I thanked God over and over and wished I could give him a big hug. Do you ever wish you could give God a hug or is that just me? I think that might be the first thing I'll do when I get to Heaven one day.
I sat on the front steps holding my four-leaf clover and tried to soak in every good thing. Everything is going to be okay and God told me so. Things are going to get better. When I went inside I opened my Bible to chapter six of Matthew. This is my favorite chapter in the whole Bible. It talks about not being afraid and how worrying doesn't do any good. I have this section tabbed, highlighted, and all kinds of markings in it. I also have a white feather stuck in the pages (that'll be another post for another day!). I put the clover right there with it, so that every time I open my Bible to Matthew six when I'm afraid, I'll remember God told me it is going to be okay.

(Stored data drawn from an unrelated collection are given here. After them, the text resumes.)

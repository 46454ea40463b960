//! Keyed, reusable SSH transports.
//!
//! The pool amortizes handshake cost: every `(username, host, port)`
//! triple maps to at most one live transport, and sessions to the same
//! target share it, each opening their own channel. Transports are owned
//! exclusively by the pool; callers only ever receive channels derived
//! from them.
//!
//! # Concurrency
//!
//! Callers with different keys acquire concurrently. Callers with the same
//! key coalesce on a per-key guard so a burst of requests cannot race into
//! opening two transports to the same target. The cap is re-checked under
//! the entries lock at insert time, so the entry count never exceeds it.

use std::collections::HashMap;
use std::sync::Arc;
use std::sync::atomic::{AtomicBool, Ordering};
use std::time::Duration;

use russh::{Disconnect, client, keys};
use tokio::sync::Mutex;
use tracing::{debug, info, warn};

use super::auth::{AuthStrategy, KeyAuth};
use super::config::{validate_port, validate_timeout};
use super::error::{Result, SshToolError};

/// Identity of one reusable transport.
#[derive(Debug, Clone, PartialEq, Eq, Hash)]
pub struct ConnectionKey {
    pub username: String,
    pub host: String,
    pub port: u16,
}

impl std::fmt::Display for ConnectionKey {
    fn fmt(&self, f: &mut std::fmt::Formatter<'_>) -> std::fmt::Result {
        write!(f, "{}@{}:{}", self.username, self.host, self.port)
    }
}

/// Client handler that accepts all host keys, similar to
/// `StrictHostKeyChecking=no`. Production deployments should verify
/// against known_hosts instead.
pub struct ClientHandler;

impl client::Handler for ClientHandler {
    type Error = russh::Error;

    async fn check_server_key(
        &mut self,
        _server_public_key: &keys::PublicKey,
    ) -> std::result::Result<bool, Self::Error> {
        Ok(true)
    }
}

/// One pooled, authenticated SSH connection.
///
/// The handle never leaves the pool; sessions receive channels opened on
/// it. `connected` flips to false the moment a disconnect is observed and
/// the entry is evicted on the next acquire for its key.
pub struct Transport {
    key: ConnectionKey,
    handle: client::Handle<ClientHandler>,
    connected: AtomicBool,
}

impl std::fmt::Debug for Transport {
    fn fmt(&self, f: &mut std::fmt::Formatter<'_>) -> std::fmt::Result {
        f.debug_struct("Transport")
            .field("key", &self.key)
            .field("connected", &self.connected)
            .finish()
    }
}

impl Transport {
    pub fn key(&self) -> &ConnectionKey {
        &self.key
    }

    /// Liveness as currently known: neither explicitly marked down nor
    /// observed closed by the protocol layer.
    pub fn is_connected(&self) -> bool {
        self.connected.load(Ordering::SeqCst) && !self.handle.is_closed()
    }

    pub fn mark_disconnected(&self) {
        self.connected.store(false, Ordering::SeqCst);
    }

    /// Open a fresh channel on this transport. Used for both interactive
    /// shells and one-shot exec.
    pub async fn open_channel(&self) -> Result<russh::Channel<client::Msg>> {
        self.handle.channel_open_session().await.map_err(|e| {
            self.mark_disconnected();
            SshToolError::StreamError(format!("failed to open channel on {}: {e}", self.key))
        })
    }

    async fn disconnect(&self, deadline: Duration) {
        self.mark_disconnected();
        let farewell = self
            .handle
            .disconnect(Disconnect::ByApplication, "", "English");
        if tokio::time::timeout(deadline, farewell).await.is_err() {
            warn!("disconnect of {} exceeded {:?}", self.key, deadline);
        }
    }
}

/// Knobs the pool needs from the engine configuration.
#[derive(Debug, Clone)]
pub struct PoolConfig {
    /// Maximum number of simultaneously pooled transports.
    pub max_connections: usize,
    /// SSH handshake ready timeout.
    pub connect_timeout: Duration,
    /// Bounded wait for each transport during tear-down.
    pub force_close: Duration,
    /// Protocol-level keepalive period.
    pub keepalive_interval: Duration,
}

/// Keyed registry of live transports.
pub struct ConnectionPool {
    config: PoolConfig,
    entries: Mutex<HashMap<ConnectionKey, Arc<Transport>>>,
    connect_guards: Mutex<HashMap<ConnectionKey, Arc<Mutex<()>>>>,
}

impl ConnectionPool {
    pub fn new(config: PoolConfig) -> Self {
        Self {
            config,
            entries: Mutex::new(HashMap::new()),
            connect_guards: Mutex::new(HashMap::new()),
        }
    }

    /// Hand out a ready transport for the target, reusing a live one when
    /// present, otherwise opening a new connection subject to the cap.
    pub async fn acquire(
        &self,
        host: &str,
        username: &str,
        key_path: &str,
        passphrase: Option<&str>,
        port: u16,
    ) -> Result<Arc<Transport>> {
        let key = validated_key(host, username, key_path, port)?;

        // Same-key callers serialize here; distinct keys proceed.
        let guard = {
            let mut guards = self.connect_guards.lock().await;
            guards.entry(key.clone()).or_default().clone()
        };
        let _held = guard.lock().await;

        {
            let mut entries = self.entries.lock().await;
            if let Some(existing) = entries.get(&key) {
                if existing.is_connected() {
                    debug!("reusing pooled transport for {}", key);
                    return Ok(existing.clone());
                }
                info!("evicting dead transport for {}", key);
                entries.remove(&key);
            }
            if entries.len() >= self.config.max_connections {
                return Err(SshToolError::LimitExceeded(format!(
                    "connection pool is full ({} transports)",
                    self.config.max_connections
                )));
            }
        }

        let transport = self.connect(&key, key_path, passphrase).await?;

        let mut entries = self.entries.lock().await;
        if entries.len() >= self.config.max_connections {
            // Another key won the last slot while we were handshaking.
            transport.disconnect(self.config.force_close).await;
            return Err(SshToolError::LimitExceeded(format!(
                "connection pool is full ({} transports)",
                self.config.max_connections
            )));
        }
        entries.insert(key, transport.clone());
        Ok(transport)
    }

    async fn connect(
        &self,
        key: &ConnectionKey,
        key_path: &str,
        passphrase: Option<&str>,
    ) -> Result<Arc<Transport>> {
        // Key file problems surface before any network traffic.
        let auth = KeyAuth::load(key_path, passphrase)?;

        let config = Arc::new(client::Config {
            inactivity_timeout: None,
            keepalive_interval: Some(self.config.keepalive_interval),
            keepalive_max: 3,
            ..Default::default()
        });

        info!("opening SSH transport to {}", key);
        let connect_future = client::connect(
            config,
            (key.host.as_str(), key.port),
            ClientHandler,
        );
        let mut handle = tokio::time::timeout(self.config.connect_timeout, connect_future)
            .await
            .map_err(|_| SshToolError::ConnectionTimeout {
                target: key.to_string(),
                timeout: self.config.connect_timeout,
            })?
            .map_err(|e| SshToolError::ConnectionFailed {
                target: key.to_string(),
                cause: e.to_string(),
            })?;

        let authenticated = auth.authenticate(&mut handle, &key.username).await?;
        if !authenticated {
            return Err(SshToolError::ConnectionFailed {
                target: key.to_string(),
                cause: format!("{} authentication rejected by server", auth.name()),
            });
        }

        Ok(Arc::new(Transport {
            key: key.clone(),
            handle,
            connected: AtomicBool::new(true),
        }))
    }

    /// Close every transport, each bounded by the force-close deadline,
    /// and clear the registry unconditionally.
    pub async fn disconnect_all(&self) {
        let drained: Vec<Arc<Transport>> = {
            let mut entries = self.entries.lock().await;
            entries.drain().map(|(_, t)| t).collect()
        };
        info!("disconnecting {} pooled transports", drained.len());
        for transport in drained {
            transport.disconnect(self.config.force_close).await;
        }
        self.connect_guards.lock().await.clear();
    }

    /// Number of pooled entries, live or pending eviction.
    pub async fn count(&self) -> usize {
        self.entries.lock().await.len()
    }
}

fn validated_key(host: &str, username: &str, key_path: &str, port: u16) -> Result<ConnectionKey> {
    if host.trim().is_empty() {
        return Err(SshToolError::InvalidArgument("host must not be empty".into()));
    }
    if username.trim().is_empty() {
        return Err(SshToolError::InvalidArgument(
            "username must not be empty".into(),
        ));
    }
    if key_path.trim().is_empty() {
        return Err(SshToolError::InvalidArgument(
            "private key path must not be empty".into(),
        ));
    }
    validate_port(port)?;
    Ok(ConnectionKey {
        username: username.to_string(),
        host: host.to_string(),
        port,
    })
}

/// Build a pool configuration from engine timeouts and caps, re-checking
/// bounds so the pool stays safe as a library entry point.
pub fn pool_config(
    max_connections: usize,
    connect_timeout: Duration,
    force_close: Duration,
    keepalive_interval: Duration,
) -> Result<PoolConfig> {
    if max_connections == 0 {
        return Err(SshToolError::InvalidArgument(
            "max connections must be at least 1".into(),
        ));
    }
    validate_timeout("connect timeout", connect_timeout)?;
    Ok(PoolConfig {
        max_connections,
        connect_timeout,
        force_close,
        keepalive_interval,
    })
}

I guess life is like finding a four-leaf clover sometimes too. For some people it just seems to come so easy, and in certain seasons of life it may be for you too. Others, you have to really- and I mean REALLY- look to find the good. If you don't take the time to seek the joys and signs of hope in life, you'll miss them. I'm so glad that God gives us nature to bring hope. He doesn't have to make the sun rising and setting a beautiful event. It could just be grey all the time like it is in the winter. He doesn't have to make flowers bright and pretty. He doesn't have to make the grass green, butterflies colorful, snowflakes unique, or the sound of a creek so peaceful. He does it because he loves us and wants to remind us that He wants the best for us. He knows we get down and caught up in the sadness of the world, so he puts a single four-leaf clover in the mix just when we need it the most.